おばちゃんの願い事
おばあちゃんの願い事
七月七日。
昼下がり。
商店街の外れにある小さな喫茶店。
店先では、大きな笹が風に揺れていた。
『天の川の特等席』
古びた木の看板が、夏の日差しを浴びている。
扉のベルが静かに鳴った。
「こんにちは。」
「いらっしゃいませ。」
マスターはいつものように微笑んだ。
白髪の女性が、ゆっくりと店へ入る。
その隣には二十歳くらいの孫娘。
「今年も来たよ。
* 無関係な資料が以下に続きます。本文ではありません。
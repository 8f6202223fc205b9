// src/ingest.rs
//! Reads the delimited exports of the availability and production sheets.
//!
//! Header names differ between releases of the source spreadsheets, so each
//! logical field accepts a list of aliases. Headers and aliases are compared
//! after [`normalize_header`]; a required field with no matching header fails
//! the whole table load with `MissingColumns`.
use chrono::{Datelike, NaiveDate, NaiveDateTime};
use serde::{Deserialize, Serialize};
use std::fmt;
use std::path::Path;
use std::str::FromStr;
use tracing::{debug, info, warn};

use crate::error::{io_context, CapacityError};
use crate::matching::ProductionTable;
use crate::models::{AvailabilityRecord, LookupMap, ProductionRow};

// --- Source Tables ---

#[derive(Debug, Clone, Copy, PartialEq, Eq, Hash, Serialize)]
#[serde(rename_all = "snake_case")]
pub enum SourceTable {
    Availability,
    Production,
    Departments,
    DisplayNames,
}

impl SourceTable {
    pub const ALL: [SourceTable; 4] = [
        SourceTable::Availability,
        SourceTable::Production,
        SourceTable::Departments,
        SourceTable::DisplayNames,
    ];

    pub fn name(&self) -> &'static str {
        match self {
            SourceTable::Availability => "availability",
            SourceTable::Production => "production",
            SourceTable::Departments => "departments",
            SourceTable::DisplayNames => "display_names",
        }
    }

    /// File name of an uploaded override inside the upload directory.
    pub fn upload_file_name(&self) -> &'static str {
        match self {
            SourceTable::Availability => "availability.csv",
            SourceTable::Production => "production.csv",
            SourceTable::Departments => "departments.csv",
            SourceTable::DisplayNames => "display_names.csv",
        }
    }

    pub fn is_optional(&self) -> bool {
        matches!(self, SourceTable::Departments | SourceTable::DisplayNames)
    }
}

impl fmt::Display for SourceTable {
    fn fmt(&self, f: &mut fmt::Formatter<'_>) -> fmt::Result {
        f.write_str(self.name())
    }
}

impl FromStr for SourceTable {
    type Err = CapacityError;

    fn from_str(s: &str) -> Result<Self, Self::Err> {
        SourceTable::ALL
            .into_iter()
            .find(|t| t.name() == s.trim().to_lowercase())
            .ok_or_else(|| CapacityError::UnknownTable(s.to_string()))
    }
}

// --- Header Aliases ---

fn aliases(names: &[&str]) -> Vec<String> {
    names.iter().map(|s| s.to_string()).collect()
}

#[derive(Debug, Clone, PartialEq, Serialize, Deserialize)]
#[serde(default)]
pub struct AvailabilityColumns {
    pub device: Vec<String>,
    pub week: Vec<String>,
    pub year: Vec<String>,
    pub hours: Vec<String>,
}

impl Default for AvailabilityColumns {
    fn default() -> Self {
        Self {
            device: aliases(&["device", "urzadzenie", "grupa zasobow", "resource", "maszyna"]),
            week: aliases(&["week", "tydzien", "nr tyg", "tydzien realizacji"]),
            year: aliases(&["year", "rok"]),
            hours: aliases(&[
                "hours",
                "godziny",
                "dostepnosc",
                "dostepnosctygodniowa",
                "dostepnosc tygodniowa",
                "available hours",
            ]),
        }
    }
}

#[derive(Debug, Clone, PartialEq, Serialize, Deserialize)]
#[serde(default)]
pub struct ProductionColumns {
    pub group: Vec<String>,
    pub week: Vec<String>,
    pub workload: Vec<String>,
    pub year: Vec<String>,
    pub year_month: Vec<String>,
    pub deadline: Vec<String>,
    pub part_number: Vec<String>,
    pub order_id: Vec<String>,
}
// src/calendar.rs
use chrono::{Datelike, NaiveDate, Weekday};
use serde::Serialize;

use crate::error::CapacityError;

/// Monday..Sunday span of one ISO week.
#[derive(Debug, Clone, Copy, PartialEq, Eq, Serialize)]
pub struct WeekRange {
    pub start: NaiveDate,
    pub end: NaiveDate,
}

impl WeekRange {
    pub fn business_days(&self) -> u32 {
        business_days_between(self.start, self.end)
    }
}

/// Returns the Monday and Sunday of ISO week `week` in ISO year `year`.
pub fn week_range(year: i32, week: u32) -> Result<WeekRange, CapacityError> {
    let invalid = || CapacityError::InvalidWeek { year, week };
    let start = NaiveDate::from_isoywd_opt(year, week, Weekday::Mon).ok_or_else(invalid)?;
    let end = NaiveDate::from_isoywd_opt(year, week, Weekday::Sun).ok_or_else(invalid)?;
    Ok(WeekRange { start, end })
}

/// Counts Monday-Friday dates in `[start, end]`. Zero when `start > end`.
pub fn business_days_between(start: NaiveDate, end: NaiveDate) -> u32 {
    if start > end {
        return 0;
    }
    start
        .iter_days()
        .take_while(|d| *d <= end)
        .filter(|d| d.weekday().number_from_monday() <= 5)
        .count() as u32
}

pub fn first_day_of_month(year: i32, month: u32) -> Option<NaiveDate> {
    NaiveDate::from_ymd_opt(year, month, 1)
}

pub fn last_day_of_month(year: i32, month: u32) -> Option<NaiveDate> {
    let (next_year, next_month) = if month == 12 {
        (year + 1, 1)
    } else {
        (year, month + 1)
    };
    NaiveDate::from_ymd_opt(next_year, next_month, 1)?.pred_opt()
}

/// Business days of a calendar month; zero for an out-of-range month.
pub fn business_days_in_month(year: i32, month: u32) -> u32 {
    match (first_day_of_month(year, month), last_day_of_month(year, month)) {
        (Some(first), Some(last)) => business_days_between(first, last),
        _ => 0,
    }
}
」
「ありがとうございます。」
マスターは窓際の席へ案内する。
毎年七夕。
祖母は施設から外出し、この店へ来る。
それが二人の約束だった。
コーヒーと。
祖母には甘いミルクティー。
「はい。」
マスターは短冊を一枚差し出す。
祖母は迷わない。
さらさらと書く。
『健康で。』
孫娘は覗き込んだ。
「毎年それだね。」
祖母は笑う。
「十分だから。」
「もっと他にないの?」
「ないよ。」
短冊を笹へ結ぶ。
風が吹く。
さらさら。
葉が鳴る。
孫娘は少し首を傾げた。
「おじいちゃんのこととか、お願いしないの?」
祖母は空を見上げた。
少しだけ。
遠くを見る目になった。
「もう十分会えたからね。」
それだけ言って笑う。
優しい笑顔だった。
☆彡
店を出たあと。
マスターは閉店前の片付けを始める。
笹を整えていると。
枝の奥に、一枚の古い短冊が引っ掛かっていた。
色は少し褪せている。
日付は四十年前。
達筆な文字。
『また、来年も一緒に笑えますように。』
マスターは静かに微笑む。
「あの時の。」
その短冊を書いた男性は。
もうずっと昔に旅立っていた。
けれど。
願いは叶っていた。
四十年もの間。
二人は毎年この店へ来た。
笑って。
コーヒーを飲んで。
短冊を書いて。
そして今年も。
祖母は笑って帰っていった。
マスターは古い短冊を、そっと元の場所へ戻す。
「今年も、見守っていてください。」
風が吹く。
笹の葉が優しく揺れた。
まるで。
返事をするように。
店の外では。
祖母と孫娘が並んで歩いていた。
「来年も来ようか。」
孫娘が言う。
祖母は嬉しそうに頷く。
「うん。」
「来年も。」
窓際からその背中を見送りながら。
マスターは静かにカップを磨く。
七夕は、まだ始まったばかりだった。